*Task directions*
Could you filter the data below down to the lines that hold the word "await"?

(Collected data)
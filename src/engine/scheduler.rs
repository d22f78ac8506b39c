//! Scheduler
//!
//! Drives the three periodic loops (trading, learning, social proof) on
//! independent intervals. Each loop stops when the scheduler's token is
//! cancelled; a cycle already running finishes first.

use serde::{Deserialize, Serialize};
use std::future::Future;
use std::sync::Arc;
use std::time::Duration;
use tokio::task::JoinHandle;
use tokio::time::{interval_at, Instant, MissedTickBehavior};
use tokio_util::sync::CancellationToken;
use tracing::{debug, info, warn};

use super::AutopilotEngine;

/// Tick periods and execution delay
#[derive(Debug, Clone, Serialize, Deserialize)]
pub struct SchedulerConfig {
    #[serde(default = "default_trading_interval_secs")]
    pub trading_interval_secs: u64,

    #[serde(default = "default_learning_interval_secs")]
    pub learning_interval_secs: u64,

    #[serde(default = "default_social_proof_interval_secs")]
    pub social_proof_interval_secs: u64,

    /// Time a trade stays pending before it is executed
    #[serde(default = "default_execution_delay_ms")]
    pub execution_delay_ms: u64,
}

fn default_trading_interval_secs() -> u64 {
    60
}

fn default_learning_interval_secs() -> u64 {
    300
}

fn default_social_proof_interval_secs() -> u64 {
    60
}

fn default_execution_delay_ms() -> u64 {
    2000
}

impl Default for SchedulerConfig {
    fn default() -> Self {
        Self {
            trading_interval_secs: default_trading_interval_secs(),
            learning_interval_secs: default_learning_interval_secs(),
            social_proof_interval_secs: default_social_proof_interval_secs(),
            execution_delay_ms: default_execution_delay_ms(),
        }
    }
}

impl SchedulerConfig {
    pub fn trading_interval(&self) -> Duration {
        Duration::from_secs(self.trading_interval_secs)
    }

    pub fn learning_interval(&self) -> Duration {
        Duration::from_secs(self.learning_interval_secs)
    }

    pub fn social_proof_interval(&self) -> Duration {
        Duration::from_secs(self.social_proof_interval_secs)
    }

    pub fn execution_delay(&self) -> Duration {
        Duration::from_millis(self.execution_delay_ms)
    }
}

/// Owner of the periodic engine tasks
pub struct Scheduler {
    engine: Arc<AutopilotEngine>,
    config: SchedulerConfig,
    cancel: CancellationToken,
    handles: Vec<JoinHandle<()>>,
}

impl Scheduler {
    pub fn new(engine: Arc<AutopilotEngine>) -> Self {
        let config = engine.config().scheduler.clone();
        let cancel = engine.shutdown_token().child_token();
        Self {
            engine,
            config,
            cancel,
            handles: Vec::new(),
        }
    }

    pub fn is_running(&self) -> bool {
        !self.handles.is_empty() && !self.cancel.is_cancelled()
    }

    /// Spawn the loops. The first tick of each fires one period after start.
    pub fn start(&mut self) {
        if self.is_running() {
            warn!("Scheduler already running");
            return;
        }
        if self.cancel.is_cancelled() {
            self.cancel = self.engine.shutdown_token().child_token();
        }

        info!(
            "Starting scheduler: trading every {}s, learning every {}s, social proof every {}s",
            self.config.trading_interval_secs,
            self.config.learning_interval_secs,
            self.config.social_proof_interval_secs
        );

        let engine = self.engine.clone();
        self.handles.push(spawn_loop(
            "trading",
            self.config.trading_interval(),
            self.cancel.clone(),
            move || {
                let engine = engine.clone();
                async move {
                    let report = engine.run_trading_cycle().await;
                    debug!(?report, "Trading cycle finished");
                }
            },
        ));

        let engine = self.engine.clone();
        self.handles.push(spawn_loop(
            "learning",
            self.config.learning_interval(),
            self.cancel.clone(),
            move || {
                let engine = engine.clone();
                async move {
                    let updated = engine.run_learning_cycle().await;
                    debug!(updated, "Learning cycle finished");
                }
            },
        ));

        let engine = self.engine.clone();
        self.handles.push(spawn_loop(
            "social_proof",
            self.config.social_proof_interval(),
            self.cancel.clone(),
            move || {
                let engine = engine.clone();
                async move {
                    let ranked = engine.run_social_proof_cycle().await;
                    debug!(ranked, "Social proof cycle finished");
                }
            },
        ));
    }

    /// Cancel the loops and wait for them to exit
    pub async fn stop(&mut self) {
        self.cancel.cancel();
        for handle in self.handles.drain(..) {
            if let Err(e) = handle.await {
                warn!("Scheduler task ended abnormally: {}", e);
            }
        }
        info!("Scheduler stopped");
    }
}

fn spawn_loop<F, Fut>(name: &'static str, period: Duration, cancel: CancellationToken, mut tick: F) -> JoinHandle<()>
where
    F: FnMut() -> Fut + Send + 'static,
    Fut: Future<Output = ()> + Send + 'static,
{
    tokio::spawn(async move {
        let period = period.max(Duration::from_millis(1));
        let mut ticker = interval_at(Instant::now() + period, period);
        ticker.set_missed_tick_behavior(MissedTickBehavior::Delay);

        loop {
            tokio::select! {
                _ = cancel.cancelled() => {
                    debug!(loop_name = name, "Loop cancelled");
                    break;
                }
                _ = ticker.tick() => {
                    tick().await;
                }
            }
        }
    })
}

*Response area*
                    let report = engine.run_trading_cycle().await;
                    let updated = engine.run_learning_cycle().await;
                    let ranked = engine.run_social_proof_cycle().await;
            if let Err(e) = handle.await {
                    tick().await;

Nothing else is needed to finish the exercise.